What you should do
Your task is to filter the entries and copy every line containing the string "Alpha".
── Supplied data
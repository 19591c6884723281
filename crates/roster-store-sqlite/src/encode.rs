//! Encoding and decoding helpers between Rust domain types and the plain-text
//! representations stored in SQLite columns.
//!
//! UUIDs are stored as hyphenated lowercase strings. Row readers here are
//! plain synchronous functions so they can be shared by every
//! `Connection::call` closure in the store.

use roster_core::{
  person::Person,
  user::{User, UserView},
};
use rusqlite::{Connection, OptionalExtension as _, Row};
use uuid::Uuid;

use crate::Result;

// ─── Uuid ─────────────────────────────────────────────────────────────────────

pub fn encode_uuid(id: Uuid) -> String { id.hyphenated().to_string() }

pub fn decode_uuid(s: &str) -> Result<Uuid> { Ok(Uuid::parse_str(s)?) }

// ─── Constraint errors ───────────────────────────────────────────────────────

/// `true` if `e` is SQLite rejecting a write on a UNIQUE constraint.
pub fn is_unique_violation(e: &rusqlite::Error) -> bool {
  matches!(
    e,
    rusqlite::Error::SqliteFailure(err, _)
      if err.extended_code == rusqlite::ffi::SQLITE_CONSTRAINT_UNIQUE
  )
}

// ─── Row types ───────────────────────────────────────────────────────────────

pub const PERSON_COLUMNS: &str = "person_id, name, phone, street, city";

/// Raw strings read directly from a `persons` row.
pub struct RawPerson {
  pub person_id: String,
  pub name:      String,
  pub phone:     Option<String>,
  pub street:    String,
  pub city:      String,
}

impl RawPerson {
  /// Read a row selected with [`PERSON_COLUMNS`].
  pub fn from_row(row: &Row<'_>) -> rusqlite::Result<Self> {
    Ok(Self {
      person_id: row.get(0)?,
      name:      row.get(1)?,
      phone:     row.get(2)?,
      street:    row.get(3)?,
      city:      row.get(4)?,
    })
  }

  pub fn into_person(self) -> Result<Person> {
    Ok(Person {
      id:     decode_uuid(&self.person_id)?,
      name:   self.name,
      phone:  self.phone,
      street: self.street,
      city:   self.city,
    })
  }
}

/// Raw strings for a `users` row plus its ordered friend ids.
pub struct RawUser {
  pub user_id:  String,
  pub username: String,
  pub friends:  Vec<String>,
}

impl RawUser {
  pub fn into_user(self) -> Result<User> {
    Ok(User {
      id:       decode_uuid(&self.user_id)?,
      username: self.username,
      friends:  self
        .friends
        .iter()
        .map(|s| decode_uuid(s))
        .collect::<Result<_>>()?,
    })
  }
}

/// A `users` row with friends already joined against `persons`.
pub struct RawUserView {
  pub user_id:  String,
  pub username: String,
  pub friends:  Vec<RawPerson>,
}

impl RawUserView {
  pub fn into_view(self) -> Result<UserView> {
    Ok(UserView {
      id:       decode_uuid(&self.user_id)?,
      username: self.username,
      friends:  self
        .friends
        .into_iter()
        .map(RawPerson::into_person)
        .collect::<Result<_>>()?,
    })
  }
}

// ─── Shared readers ──────────────────────────────────────────────────────────

/// Load a user and its friend ids. `key_column` is either `user_id` or
/// `username`.
pub fn load_user(
  conn:       &Connection,
  key_column: &'static str,
  key:        &str,
) -> rusqlite::Result<Option<RawUser>> {
  let head: Option<(String, String)> = conn
    .query_row(
      &format!("SELECT user_id, username FROM users WHERE {key_column} = ?1"),
      rusqlite::params![key],
      |row| Ok((row.get(0)?, row.get(1)?)),
    )
    .optional()?;

  let Some((user_id, username)) = head else {
    return Ok(None);
  };

  let mut stmt = conn.prepare(
    "SELECT person_id FROM friendships WHERE user_id = ?1 ORDER BY position",
  )?;
  let friends = stmt
    .query_map(rusqlite::params![user_id], |row| row.get(0))?
    .collect::<rusqlite::Result<Vec<String>>>()?;

  Ok(Some(RawUser { user_id, username, friends }))
}

pub fn row_exists(
  conn:  &Connection,
  sql:   &str,
  key:   &str,
) -> rusqlite::Result<bool> {
  Ok(
    conn
      .query_row(sql, rusqlite::params![key], |_| Ok(()))
      .optional()?
      .is_some(),
  )
}
//! [`MemoryStore`] — an in-process arena implementation of
//! [`DirectoryStore`].
//!
//! Records live in id-keyed maps with a separate insertion-order index. Every
//! operation runs inside one mutex section, which is what makes the
//! validate-then-write sequence atomic.

use std::{
  collections::HashMap,
  sync::{Arc, Mutex, MutexGuard, PoisonError},
};

use uuid::Uuid;

use crate::{
  Error, Result,
  person::{NewPerson, Person, PhoneFilter},
  store::DirectoryStore,
  user::{NewUser, User, UserView},
  validate::{self, Entity, ValidationError},
};

#[derive(Debug, Default)]
struct Arena {
  persons:      HashMap<Uuid, Person>,
  person_order: Vec<Uuid>,
  users:        HashMap<Uuid, User>,
}

impl Arena {
  fn name_taken(&self, name: &str, except: Option<Uuid>) -> bool {
    self
      .persons
      .values()
      .any(|p| p.name == name && Some(p.id) != except)
  }

  fn user_by_name(&self, username: &str) -> Option<&User> {
    self.users.values().find(|u| u.username == username)
  }

  fn persons_in_order(&self) -> impl Iterator<Item = &Person> {
    self.person_order.iter().filter_map(|id| self.persons.get(id))
  }
}

/// A directory store held entirely in memory.
///
/// Clones share the same arena.
#[derive(Clone, Debug, Default)]
pub struct MemoryStore {
  arena: Arc<Mutex<Arena>>,
}

impl MemoryStore {
  pub fn new() -> Self { Self::default() }

  fn arena(&self) -> MutexGuard<'_, Arena> {
    self.arena.lock().unwrap_or_else(PoisonError::into_inner)
  }
}

impl DirectoryStore for MemoryStore {
  type Error = Error;

  // ── Persons ───────────────────────────────────────────────────────────────

  async fn count_persons(&self) -> Result<u64> {
    Ok(self.arena().persons.len() as u64)
  }

  async fn list_persons(&self, filter: Option<PhoneFilter>) -> Result<Vec<Person>> {
    let arena = self.arena();
    Ok(
      arena
        .persons_in_order()
        .filter(|p| filter.is_none_or(|f| f.matches(p)))
        .cloned()
        .collect(),
    )
  }

  async fn find_person(&self, name: &str) -> Result<Option<Person>> {
    Ok(self.arena().persons.values().find(|p| p.name == name).cloned())
  }

  async fn insert_person(&self, input: NewPerson) -> Result<Person> {
    validate::new_person(&input)?;

    let mut arena = self.arena();
    if arena.name_taken(&input.name, None) {
      return Err(ValidationError::unique(Entity::Person, "name").into());
    }

    let person = input.into_person(Uuid::new_v4());
    arena.person_order.push(person.id);
    arena.persons.insert(person.id, person.clone());
    Ok(person)
  }

  async fn update_person(&self, person: Person) -> Result<Person> {
    validate::person(&person)?;

    let mut arena = self.arena();
    if !arena.persons.contains_key(&person.id) {
      return Err(Error::PersonNotFound(person.id));
    }
    if arena.name_taken(&person.name, Some(person.id)) {
      return Err(ValidationError::unique(Entity::Person, "name").into());
    }

    arena.persons.insert(person.id, person.clone());
    Ok(person)
  }

  // ── Users ─────────────────────────────────────────────────────────────────

  async fn insert_user(&self, input: NewUser) -> Result<User> {
    validate::new_user(&input)?;

    let mut arena = self.arena();
    if arena.user_by_name(&input.username).is_some() {
      return Err(ValidationError::unique(Entity::User, "username").into());
    }

    let user = User {
      id:       Uuid::new_v4(),
      username: input.username,
      friends:  Vec::new(),
    };
    arena.users.insert(user.id, user.clone());
    Ok(user)
  }

  async fn get_user(&self, id: Uuid) -> Result<Option<User>> {
    Ok(self.arena().users.get(&id).cloned())
  }

  async fn find_user(&self, username: &str) -> Result<Option<User>> {
    Ok(self.arena().user_by_name(username).cloned())
  }

  async fn materialize_user(&self, id: Uuid) -> Result<Option<UserView>> {
    let arena = self.arena();
    let Some(user) = arena.users.get(&id) else {
      return Ok(None);
    };

    let friends = user
      .friends
      .iter()
      .filter_map(|pid| arena.persons.get(pid))
      .cloned()
      .collect();

    Ok(Some(UserView {
      id: user.id,
      username: user.username.clone(),
      friends,
    }))
  }

  async fn add_friend(&self, user_id: Uuid, person_id: Uuid) -> Result<User> {
    let mut arena = self.arena();
    if !arena.persons.contains_key(&person_id) {
      return Err(Error::PersonNotFound(person_id));
    }
    let user = arena
      .users
      .get_mut(&user_id)
      .ok_or(Error::UserNotFound(user_id))?;

    if !user.is_friend(person_id) {
      user.friends.push(person_id);
    }
    Ok(user.clone())
  }
}

#[cfg(test)]
mod tests {
  use proptest::prelude::*;

  use super::*;
  use crate::validate::Rule;

  fn new_person(name: &str, phone: Option<&str>) -> NewPerson {
    NewPerson {
      name:   name.into(),
      phone:  phone.map(str::to_owned),
      street: "Tapiolankatu 5".into(),
      city:   "Espoo".into(),
    }
  }

  #[tokio::test]
  async fn insert_and_find_person() {
    let s = MemoryStore::new();
    let p = s.insert_person(new_person("Arto Hellas", Some("040-123543"))).await.unwrap();

    let found = s.find_person("Arto Hellas").await.unwrap().unwrap();
    assert_eq!(found, p);
    assert!(s.find_person("Nobody Here").await.unwrap().is_none());
    assert_eq!(s.count_persons().await.unwrap(), 1);
  }

  #[tokio::test]
  async fn duplicate_name_leaves_original_untouched() {
    let s = MemoryStore::new();
    let original = s.insert_person(new_person("Arto Hellas", Some("040-123543"))).await.unwrap();

    let err = s.insert_person(new_person("Arto Hellas", None)).await.unwrap_err();
    match err {
      Error::Validation(v) => assert!(v.has("name", Rule::Unique)),
      other => panic!("unexpected error: {other}"),
    }

    assert_eq!(s.count_persons().await.unwrap(), 1);
    assert_eq!(s.find_person("Arto Hellas").await.unwrap().unwrap(), original);
  }

  #[tokio::test]
  async fn invalid_person_is_not_written() {
    let s = MemoryStore::new();
    assert!(s.insert_person(new_person("Ada", None)).await.is_err());
    assert_eq!(s.count_persons().await.unwrap(), 0);
  }

  #[tokio::test]
  async fn update_person_checks_length_and_existence() {
    let s = MemoryStore::new();
    let mut p = s.insert_person(new_person("Arto Hellas", None)).await.unwrap();

    p.phone = Some("12".into());
    assert!(matches!(s.update_person(p.clone()).await, Err(Error::Validation(_))));
    assert_eq!(s.find_person("Arto Hellas").await.unwrap().unwrap().phone, None);

    p.phone = Some("09-1234567".into());
    let saved = s.update_person(p.clone()).await.unwrap();
    assert_eq!(saved.phone.as_deref(), Some("09-1234567"));

    let ghost = new_person("Ghost Writer", None).into_person(Uuid::new_v4());
    assert!(matches!(s.update_person(ghost).await, Err(Error::PersonNotFound(_))));
  }

  #[tokio::test]
  async fn list_preserves_insertion_order() {
    let s = MemoryStore::new();
    for name in ["Charlie", "Alpha Centauri", "Bravo Two"] {
      s.insert_person(new_person(name, None)).await.unwrap();
    }
    let names: Vec<_> = s
      .list_persons(None)
      .await
      .unwrap()
      .into_iter()
      .map(|p| p.name)
      .collect();
    assert_eq!(names, ["Charlie", "Alpha Centauri", "Bravo Two"]);
  }

  #[tokio::test]
  async fn usernames_are_unique() {
    let s = MemoryStore::new();
    s.insert_user(NewUser { username: "mluukkai".into() }).await.unwrap();
    let err = s.insert_user(NewUser { username: "mluukkai".into() }).await.unwrap_err();
    assert!(matches!(err, Error::Validation(v) if v.has("username", Rule::Unique)));
  }

  #[tokio::test]
  async fn add_friend_is_idempotent_and_materializes() {
    let s = MemoryStore::new();
    let user = s.insert_user(NewUser { username: "mluukkai".into() }).await.unwrap();
    let p = s.insert_person(new_person("Arto Hellas", None)).await.unwrap();

    s.add_friend(user.id, p.id).await.unwrap();
    let after = s.add_friend(user.id, p.id).await.unwrap();
    assert_eq!(after.friends, vec![p.id]);

    let view = s.materialize_user(user.id).await.unwrap().unwrap();
    assert_eq!(view.friends, vec![p]);
    assert!(s.materialize_user(Uuid::new_v4()).await.unwrap().is_none());
  }

  #[tokio::test]
  async fn add_friend_requires_both_records() {
    let s = MemoryStore::new();
    let user = s.insert_user(NewUser { username: "mluukkai".into() }).await.unwrap();
    let p = s.insert_person(new_person("Arto Hellas", None)).await.unwrap();

    assert!(matches!(
      s.add_friend(user.id, Uuid::new_v4()).await,
      Err(Error::PersonNotFound(_))
    ));
    assert!(matches!(
      s.add_friend(Uuid::new_v4(), p.id).await,
      Err(Error::UserNotFound(_))
    ));
  }

  proptest! {
    #[test]
    fn phone_filter_partitions_population(
      phones in proptest::collection::vec(proptest::option::of("[0-9]{5,10}"), 0..24)
    ) {
      let rt = tokio::runtime::Builder::new_current_thread().build().unwrap();
      rt.block_on(async {
        let s = MemoryStore::new();
        for (i, phone) in phones.iter().enumerate() {
          s.insert_person(new_person(&format!("person-{i}"), phone.as_deref()))
            .await
            .unwrap();
        }

        let all = s.list_persons(None).await.unwrap();
        let yes = s.list_persons(Some(PhoneFilter::Yes)).await.unwrap();
        let no  = s.list_persons(Some(PhoneFilter::No)).await.unwrap();

        assert_eq!(all.len(), phones.len());
        assert_eq!(yes.len(), phones.iter().filter(|p| p.is_some()).count());
        assert!(yes.iter().all(Person::has_phone));
        assert!(no.iter().all(|p| !p.has_phone()));
        assert_eq!(yes.len() + no.len(), all.len());
      });
    }
  }
}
────
Output for this exercise
    for name in ["Charlie", "Alpha Centauri", "Bravo Two"] {
    assert_eq!(names, ["Charlie", "Alpha Centauri", "Bravo Two"]);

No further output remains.